What to produce: In the entries below, count every line containing "struct". Return the number and nothing else.
++++++++++++++++++++
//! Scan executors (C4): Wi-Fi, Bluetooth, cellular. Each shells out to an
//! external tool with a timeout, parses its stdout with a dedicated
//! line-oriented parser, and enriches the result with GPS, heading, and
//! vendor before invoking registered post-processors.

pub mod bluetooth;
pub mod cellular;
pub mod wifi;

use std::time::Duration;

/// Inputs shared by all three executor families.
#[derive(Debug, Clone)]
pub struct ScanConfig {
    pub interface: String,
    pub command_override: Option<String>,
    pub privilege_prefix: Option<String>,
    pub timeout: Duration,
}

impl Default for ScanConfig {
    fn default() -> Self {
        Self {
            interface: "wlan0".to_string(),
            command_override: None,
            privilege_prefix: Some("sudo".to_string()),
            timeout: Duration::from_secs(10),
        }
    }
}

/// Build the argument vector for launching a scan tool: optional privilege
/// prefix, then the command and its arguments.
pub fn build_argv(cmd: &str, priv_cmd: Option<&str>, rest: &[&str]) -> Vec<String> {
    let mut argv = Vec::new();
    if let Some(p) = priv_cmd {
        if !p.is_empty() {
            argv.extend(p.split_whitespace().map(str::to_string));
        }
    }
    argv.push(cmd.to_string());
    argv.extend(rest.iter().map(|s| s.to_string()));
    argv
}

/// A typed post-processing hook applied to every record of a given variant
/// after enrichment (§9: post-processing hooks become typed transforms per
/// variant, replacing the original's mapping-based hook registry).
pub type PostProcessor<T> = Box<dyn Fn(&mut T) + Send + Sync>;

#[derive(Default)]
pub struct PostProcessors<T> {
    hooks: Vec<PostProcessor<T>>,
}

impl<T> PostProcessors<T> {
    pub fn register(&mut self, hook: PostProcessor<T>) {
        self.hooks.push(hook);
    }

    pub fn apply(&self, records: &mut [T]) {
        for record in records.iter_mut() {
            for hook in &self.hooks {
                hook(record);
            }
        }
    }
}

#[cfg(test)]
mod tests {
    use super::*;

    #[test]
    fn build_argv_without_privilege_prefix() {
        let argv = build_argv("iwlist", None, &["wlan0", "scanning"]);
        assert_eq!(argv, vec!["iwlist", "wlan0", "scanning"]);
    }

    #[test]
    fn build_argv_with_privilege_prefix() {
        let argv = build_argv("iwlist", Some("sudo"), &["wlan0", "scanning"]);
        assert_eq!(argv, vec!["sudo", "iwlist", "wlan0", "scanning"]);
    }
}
++++++++++++++++++++
Output of the task: 2